WASHINGTON (Reuters) - U.S. President Donald Trump’s former personal attorney Michael Cohen testified on Wednesday that Swiss drugmaker Novartis AG initially wanted him to lobby for the company when it retained him with a $1.2 million contract, but that Cohen refused.
“Novartis sent me their contract, which stated specifically that they wanted me to lobby. That they wanted me to provide access to government, including the president, “ Cohen said.
“That paragraph was crossed out by me, initialed, and written in my own handwriting that says I will not lobby or do government relations work,” he told members of the House Oversight Committee.
Novartis is one of several companies that paid Cohen through his firm Essential Consultants after Trump was elected in order to glean more insight into Trump’s administration.
When news of those payments came to light last year, the drugmaker’s ex-chief executive said the contract was a mistake and he should have tried to fire Cohen in March of 2017.
Cohen testified on Wednesday that he had offered Novartis in-person and telephone access “whenever they needed,” and estimated he spoke with the company about six times.
“Six times?! Wow! $200,000 a phone call,” Republican Congressman Mark Meadows replied.
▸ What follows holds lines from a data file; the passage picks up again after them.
use diesel::prelude::*;
use diesel::r2d2::{self, ConnectionManager};
use diesel_migrations::{embed_migrations, EmbeddedMigrations, MigrationHarness};

pub const MIGRATIONS: EmbeddedMigrations = embed_migrations!("../migrations");

pub type DbPool = r2d2::Pool<ConnectionManager<PgConnection>>;

pub fn create_pool(database_url: &str) -> DbPool {
    let manager = ConnectionManager::<PgConnection>::new(database_url);
    let pool = r2d2::Pool::builder()
        .build(manager)
        .expect("Failed to create database pool");

    // Run pending migrations on startup
    let mut conn = pool
        .get()
        .expect("Failed to get DB connection for migrations");
    conn.run_pending_migrations(MIGRATIONS)
        .expect("Failed to run database migrations");

    pool
}

/// Grab a pooled connection inside a handler, or bail out with a 500.
#[macro_export]
macro_rules! get_conn {
    ($pool:expr) => {
        match $pool.get() {
            Ok(conn) => conn,
            Err(_) => {
                return (
                    axum::http::StatusCode::INTERNAL_SERVER_ERROR,
                    axum::Json($crate::api::ErrorResponse {
                        error: "Database connection failed".to_string(),
                    }),
                )
                    .into_response()
            }
        }
    };
}
use axum::{extract::State, http::StatusCode, response::IntoResponse, Json};
use diesel::prelude::*;
use diesel::result::{DatabaseErrorKind, Error as DieselError};
use serde::{Deserialize, Serialize};
use utoipa::ToSchema;
use uuid::Uuid;

use tureen_core::{recipe_totals, NutritionTotals};

use crate::api::recipes::{load_lines, LineError, RecipeLineRequest, RecipeStepRequest};
use crate::api::ErrorResponse;
use crate::get_conn;
use crate::models::{NewRecipeIngredientRow, NewRecipeRow, NewRecipeStepRow};
use crate::schema::{recipe_ingredients, recipe_steps, recipes};
use crate::SharedState;

#[derive(Debug, Clone, Deserialize, ToSchema)]
pub struct CreateRecipeRequest {
    pub title: String,
    pub description: Option<String>,
    #[serde(default = "default_servings")]
    pub servings: i32,
    pub ingredients: Vec<RecipeLineRequest>,
    #[serde(default)]
    pub steps: Vec<RecipeStepRequest>,
}

fn default_servings() -> i32 {
    1
}

#[derive(Debug, Clone, Serialize, ToSchema)]
pub struct CreateRecipeResponse {
    pub id: Uuid,
    pub totals: NutritionTotals,
}

#[utoipa::path(
    post,
    path = "/api/recipes",
    tag = "recipes",
    request_body = CreateRecipeRequest,
    responses(
        (status = 201, description = "Recipe created", body = CreateRecipeResponse),
        (status = 400, description = "Invalid request", body = ErrorResponse),
        (status = 404, description = "Unknown ingredient id", body = ErrorResponse),
        (status = 409, description = "Recipe title already exists", body = ErrorResponse),
        (status = 500, description = "Storage unavailable", body = ErrorResponse)
    )
)]
pub async fn create_recipe(
    State(state): State<SharedState>,
    Json(request): Json<CreateRecipeRequest>,
) -> impl IntoResponse {
    if request.title.trim().is_empty() {
        return (
            StatusCode::BAD_REQUEST,
            Json(ErrorResponse {
                error: "Title cannot be empty".to_string(),
            }),
        )
            .into_response();
    }
    if request.servings < 1 {
        return (
            StatusCode::BAD_REQUEST,
            Json(ErrorResponse {
                error: "Servings must be at least 1".to_string(),
            }),
        )
            .into_response();
    }

    let mut conn = get_conn!(state.pool);

    let lines = match load_lines(&mut conn, &request.ingredients) {
        Ok(lines) => lines,
        Err(err) => return line_error_response(err),
    };

    let totals = recipe_totals(&lines);

    // Recipe row, steps and ingredient links land together or not at all.
    let result: Result<Uuid, DieselError> = conn.transaction(|conn| {
        let recipe_id: Uuid = diesel::insert_into(recipes::table)
            .values(NewRecipeRow {
                title: &request.title,
                description: request.description.as_deref(),
                servings: request.servings,
                total_calories: totals.calories,
                total_protein: totals.protein,
                total_carbs: totals.carbs,
                total_fat: totals.fat,
            })
            .returning(recipes::id)
            .get_result(conn)?;

        write_steps(conn, recipe_id, &request.steps)?;
        write_lines(conn, recipe_id, &request.ingredients)?;

        Ok(recipe_id)
    });

    match result {
        Ok(id) => (
            StatusCode::CREATED,
            Json(CreateRecipeResponse { id, totals }),
        )
            .into_response(),
        Err(DieselError::DatabaseError(DatabaseErrorKind::UniqueViolation, _)) => (
            StatusCode::CONFLICT,
            Json(ErrorResponse {
                error: format!("Recipe {:?} already exists", request.title),
            }),
        )
            .into_response(),
        Err(err) => {
            tracing::error!(error = %err, "failed to create recipe");
            (
                StatusCode::INTERNAL_SERVER_ERROR,
                Json(ErrorResponse {
                    error: "Failed to create recipe".to_string(),
                }),
            )
                .into_response()
        }
    }
}

pub(crate) fn write_steps(
    conn: &mut PgConnection,
    recipe_id: Uuid,
    steps: &[RecipeStepRequest],
) -> Result<(), DieselError> {
    let rows: Vec<NewRecipeStepRow> = steps
        .iter()
        .enumerate()
        .map(|(index, step)| NewRecipeStepRow {
            recipe_id,
            step_order: index as i32 + 1,
            instruction: &step.instruction,
            notes: step.notes.as_deref(),
        })
        .collect();

    diesel::insert_into(recipe_steps::table)
        .values(&rows)
        .execute(conn)?;
    Ok(())
}

pub(crate) fn write_lines(
    conn: &mut PgConnection,
    recipe_id: Uuid,
    lines: &[RecipeLineRequest],
) -> Result<(), DieselError> {
    let rows: Vec<NewRecipeIngredientRow> = lines
        .iter()
        .enumerate()
        .map(|(index, line)| NewRecipeIngredientRow {
            recipe_id,
            ingredient_id: line.ingredient_id,
            line_order: index as i32 + 1,
            quantity: line.quantity,
            unit: &line.unit,
        })
        .collect();

    diesel::insert_into(recipe_ingredients::table)
        .values(&rows)
        .execute(conn)?;
    Ok(())
}

pub(crate) fn line_error_response(err: LineError) -> axum::response::Response {
    match err {
        LineError::InvalidQuantity(index) => (
            StatusCode::BAD_REQUEST,
            Json(ErrorResponse {
                error: format!("Ingredient line {index} has an invalid quantity"),
            }),
        )
            .into_response(),
        LineError::MissingIngredient(id) => (
            StatusCode::NOT_FOUND,
            Json(ErrorResponse {
                error: format!("Ingredient {id} not found"),
            }),
        )
            .into_response(),
        LineError::Storage(message) => {
            tracing::error!(error = %message, "failed to load ingredient lines");
            (
                StatusCode::INTERNAL_SERVER_ERROR,
                Json(ErrorResponse {
                    error: "Catalog unavailable".to_string(),
                }),
            )
                .into_response()
        }
    }
}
Last year, former Novartis CEO Joe Jimenez, who had co-signed the contract with Cohen alongside general counsel Felix Ehrat, said: “We wanted to terminate the contract at that point, but in the end we decided there would be almost-certain litigation.”
Novartis spokesman Eric Althoff, in an emailed statement on Wednesday, said the company “previously addressed all questions” regarding its relationship with Essential Consultants and considers the matter closed.